Deploying on AWS
FastAPI is a modern, fast (high-performance), web framework for building APIs with Python 3.6+ based on standard Python type hints. In this tutorial, we will cover how one can deploy a FastAPI application on Amazon Web Services (AWS).
Prerequisites
Before you get started, there are a few things you need:
- Basic understanding of Python and FastAPI
- An AWS account
- AWS CLI installed and configured on your local machine
- Docker installed on your local machine
Step 1: Create a FastAPI Application
Firstly, let's create a basic FastAPI application. Create a new file main.py
and add the following code:
from fastapi import FastAPI
app = FastAPI()
@app.get('/')
def read_root():
return {"Hello": "World"}
Here we've created a basic FastAPI application that responds with {"Hello": "World"}
when accessed at the root (/
) URL.
Step 2: Dockerize the FastAPI Application
To run our application on AWS, we need to dockerize it. Create a new file Dockerfile
in the same directory as main.py
and add the following content:
FROM tiangolo/uvicorn-gunicorn-fastapi:python3.8
COPY ./app /app
This Dockerfile takes a base image equipped with Python, Uvicorn, Gunicorn, and FastAPI, and copies our application code into the image.

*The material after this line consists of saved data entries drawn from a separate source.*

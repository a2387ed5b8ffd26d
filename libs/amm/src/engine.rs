//! Constant-product trade math with exact integer rounding.
//!
//! Fees are 3/1000 of the RXD-side delta, truncated toward zero, and always
//! stay in the pool. Post-trade reserves round *up* on the side being
//! depleted (ceiling on the token side for a buy; the retained fee covers
//! the floor rounding on the RXD side for a sell), so a quote can never
//! fail the on-chain `K_out >= K_in` check.
//!
//! # Buy (RXD → token)
//!
//! 1. `fee = rxd_in × 3 / 1000`
//! 2. `eff = rxd_in − fee`
//! 3. `token_after = ⌈k / (rxd + eff)⌉`
//! 4. pool keeps the whole input: `rxd_after = rxd + rxd_in`
//!
//! # Sell (token → RXD)
//!
//! 1. `gross = rxd − ⌊k / (token + tokens_in)⌋`
//! 2. `fee = gross × 3 / 1000` (gross is at or above the dust floor, so
//!    `fee >= 1` and the retained fee absorbs the floor rounding)
//! 3. trader receives `gross − fee`; `rxd_after = rxd − (gross − fee)`

use crate::error::{AmmError, AmmResult};
use crate::guard::{calculate_k, ceil_div, checked_add, checked_mul};
use rust_decimal::Decimal;
use serde::{Deserialize, Serialize};
use tracing::trace;
use types::{PoolState, DUST_LIMIT, FEE_DENOMINATOR, FEE_NUMERATOR};

/// Outcome of a forward quote: what the trader receives and the successor
/// reserve pair for the rebuilt pool.
#[derive(Debug, Clone, Copy, PartialEq, Eq, Serialize, Deserialize)]
pub struct Quote {
    pub amount_out: i64,
    /// Fee retained by the pool, in RXD base units.
    pub fee: i64,
    pub state_after: PoolState,
}

/// Outcome of an inverse quote: the input required for an exact output.
#[derive(Debug, Clone, Copy, PartialEq, Eq, Serialize, Deserialize)]
pub struct ExactQuote {
    pub amount_in: i64,
    pub fee: i64,
}

/// Constant-product math, one associated function per operation.
pub struct CpmmMath;

impl CpmmMath {
    /// The trade fee on an RXD-side delta: `⌊|amount| × 3 / 1000⌋`.
    pub fn compute_fee(amount: i64) -> AmmResult<i64> {
        let magnitude = amount.checked_abs().ok_or_else(|| {
            AmmError::overflow("compute_fee", amount, FEE_NUMERATOR)
        })?;
        Ok(checked_mul("compute_fee", magnitude, FEE_NUMERATOR)? / FEE_DENOMINATOR)
    }

    /// Quotes a buy: how many tokens `rxd_in` purchases from the pool.
    pub fn quote_tokens_out(state: &PoolState, rxd_in: i64) -> AmmResult<Quote> {
        if rxd_in < DUST_LIMIT {
            return Err(AmmError::amount_too_small(rxd_in, DUST_LIMIT));
        }
        if !state.is_tradable() {
            return Err(AmmError::insufficient_liquidity(
                rxd_in,
                state.rxd_reserve(),
            ));
        }

        let rxd = state.rxd_reserve();
        let token = state.token_reserve();
        let k = calculate_k(rxd, token)?;

        let fee = Self::compute_fee(rxd_in)?;
        let eff = rxd_in - fee;
        let curve_rxd = checked_add("quote_tokens_out", rxd, eff)?;
        let token_after = ceil_div(k, curve_rxd);
        let tokens_out = token - token_after;
        if tokens_out <= 0 {
            return Err(AmmError::insufficient_liquidity(1, tokens_out.max(0)));
        }

        // Fee stays in the pool, so the successor holds the full input.
        let rxd_after = checked_add("quote_tokens_out", rxd, rxd_in)?;
        // Reject quotes whose invariant check would itself overflow.
        checked_mul("quote_tokens_out", rxd_after, token_after)?;

        let state_after = PoolState::new(rxd_after, token_after)
            .map_err(|_| AmmError::overflow("quote_tokens_out", rxd_after, token_after))?;
        trace!(rxd_in, tokens_out, fee, "buy quote");
        Ok(Quote {
            amount_out: tokens_out,
            fee,
            state_after,
        })
    }

    /// Quotes a sell: how much RXD `tokens_in` redeems from the pool.
    pub fn quote_rxd_out(state: &PoolState, tokens_in: i64) -> AmmResult<Quote> {
        if tokens_in <= 0 {
            return Err(AmmError::amount_too_small(tokens_in, 1));
        }
        if !state.is_tradable() {
            return Err(AmmError::insufficient_liquidity(
                tokens_in,
                state.token_reserve(),
            ));
        }

        let rxd = state.rxd_reserve();
        let token = state.token_reserve();
        let k = calculate_k(rxd, token)?;

        let token_after = checked_add("quote_rxd_out", token, tokens_in)?;
        let curve_rxd = k / token_after;
        if curve_rxd < 1 {
            // Last defense against draining the RXD side to zero.
            return Err(AmmError::insufficient_liquidity(tokens_in, rxd - 1));
        }
        let gross = rxd - curve_rxd;
        if gross < DUST_LIMIT {
            return Err(AmmError::amount_too_small(gross.max(0), DUST_LIMIT));
        }

        let fee = Self::compute_fee(gross)?;
        let net = gross - fee;
        let rxd_after = rxd - net;
        checked_mul("quote_rxd_out", rxd_after, token_after)?;

        let state_after = PoolState::new(rxd_after, token_after)
            .map_err(|_| AmmError::overflow("quote_rxd_out", rxd_after, token_after))?;
        trace!(tokens_in, net, fee, "sell quote");
        Ok(Quote {
            amount_out: net,
            fee,
            state_after,
        })
    }

    /// Inverse buy quote: the RXD input required for an exact token output.
    ///
    /// Rounds the required reserve and the fee relation up, so supplying
    /// the returned amount can never under-deliver the requested output.
    pub fn quote_exact_tokens_out(state: &PoolState, tokens_out: i64) -> AmmResult<ExactQuote> {
        if tokens_out <= 0 {
            return Err(AmmError::amount_too_small(tokens_out, 1));
        }
        if !state.is_tradable() {
            return Err(AmmError::insufficient_liquidity(
                tokens_out,
                state.token_reserve(),
            ));
        }

        let rxd = state.rxd_reserve();
        let token = state.token_reserve();
        // The token side may never be drained below a 1-unit residual.
        if tokens_out > token - 1 {
            return Err(AmmError::insufficient_liquidity(tokens_out, token - 1));
        }
        let token_after = token - tokens_out;
        let k = calculate_k(rxd, token)?;

        let rxd_needed = ceil_div(k, token_after);
        let eff = (rxd_needed - rxd).max(1);
        // gross × 997/1000 >= eff must hold after truncation; solve the fee
        // relation with ceiling so it always does.
        let scaled = checked_mul("quote_exact_tokens_out", eff, FEE_DENOMINATOR)?;
        let gross = ceil_div(scaled, FEE_DENOMINATOR - FEE_NUMERATOR).max(DUST_LIMIT);
        let fee = Self::compute_fee(gross)?;
        Ok(ExactQuote {
            amount_in: gross,
            fee,
        })
    }

    /// Inverse sell quote: the token input required for an exact net RXD
    /// output.
    pub fn quote_exact_rxd_out(state: &PoolState, net_out: i64) -> AmmResult<ExactQuote> {
        if net_out < DUST_LIMIT {
            return Err(AmmError::amount_too_small(net_out, DUST_LIMIT));
        }
        if !state.is_tradable() {
            return Err(AmmError::insufficient_liquidity(
                net_out,
                state.rxd_reserve(),
            ));
        }

        let rxd = state.rxd_reserve();
        let token = state.token_reserve();
        let scaled = checked_mul("quote_exact_rxd_out", net_out, FEE_DENOMINATOR)?;
        let gross = ceil_div(scaled, FEE_DENOMINATOR - FEE_NUMERATOR);
        let rxd_after_curve = rxd - gross;
        if rxd_after_curve < 1 {
            return Err(AmmError::insufficient_liquidity(net_out, rxd - 1));
        }

        let k = calculate_k(rxd, token)?;
        let tokens_in = (ceil_div(k, rxd_after_curve) - token).max(1);
        let fee = Self::compute_fee(gross)?;
        Ok(ExactQuote {
            amount_in: tokens_in,
            fee,
        })
    }

    /// Recomputes the constant-product check exactly as the on-chain script
    /// does, for SDK self-checks before transaction construction.
    ///
    /// On an RXD inflow the fee is subtracted from the post-trade reserve;
    /// on an outflow the payout was already net of the retained fee, so the
    /// plain product is compared.
    pub fn verify_invariant(
        rxd_before: i64,
        token_before: i64,
        rxd_after: i64,
        token_after: i64,
        fee: i64,
    ) -> AmmResult<bool> {
        let k_in = checked_mul("verify_invariant", rxd_before, token_before)?;
        let net_rxd = if rxd_after >= rxd_before {
            rxd_after - fee
        } else {
            rxd_after
        };
        if net_rxd < 0 {
            return Ok(false);
        }
        let k_out = checked_mul("verify_invariant", net_rxd, token_after)?;
        Ok(k_out >= k_in)
    }

    /// Spot price in RXD per token. Display and quoting only; the on-chain
    /// equivalent check is strictly integer.
    pub fn spot_price(state: &PoolState) -> AmmResult<Decimal> {
        if state.token_reserve() == 0 {
            return Err(AmmError::insufficient_liquidity(1, 0));
        }
        Ok(Decimal::from(state.rxd_reserve()) / Decimal::from(state.token_reserve()))
    }
}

Step 3: Build and Push Docker Image to AWS ECR
Now, we need to build our Docker image and push it to the AWS ECR (Elastic Container Registry).
First, navigate to AWS ECR and create a new repository.
Then, build your Docker image using the following command:
docker build -t fastapi-app .
Tag your Docker image with the URI of the ECR repository:
docker tag fastapi-app:latest <your-ecr-repository-uri>:latest
Finally, push your Docker image to the ECR repository:
docker push <your-ecr-repository-uri>:latest
Step 4: Deploy FastAPI Application on AWS Fargate
We will use AWS Fargate to run our Docker containers. It's a serverless compute engine for containers that work with both Amazon Elastic Container Service (ECS) and Amazon Elastic Kubernetes Service (EKS).
Go to the AWS ECS console and create a new Fargate task definition. For the container definition, use the ECR image URI. Configure the networking, memory, and CPU according to your requirements.
Once the task definition is ready, create a new ECS service using the Fargate launch type and the task definition you just created.
Step 5: Accessing the FastAPI Application
Once the service is up and running, AWS will provide a public IP that you can use to access your FastAPI application. If you navigate to the root URL (/
) of this IP in a web browser, you should see the message {"Hello": "World"}
.
Conclusion
And that's it! You have successfully deployed a FastAPI application on AWS. This tutorial is a basic introduction, and there's a lot more to explore. AWS provides many features like load balancing, service discovery, secrets management, etc., that you can use to manage and scale your FastAPI applications.
I hope this tutorial helps you understand how to deploy FastAPI applications on AWS. Happy coding!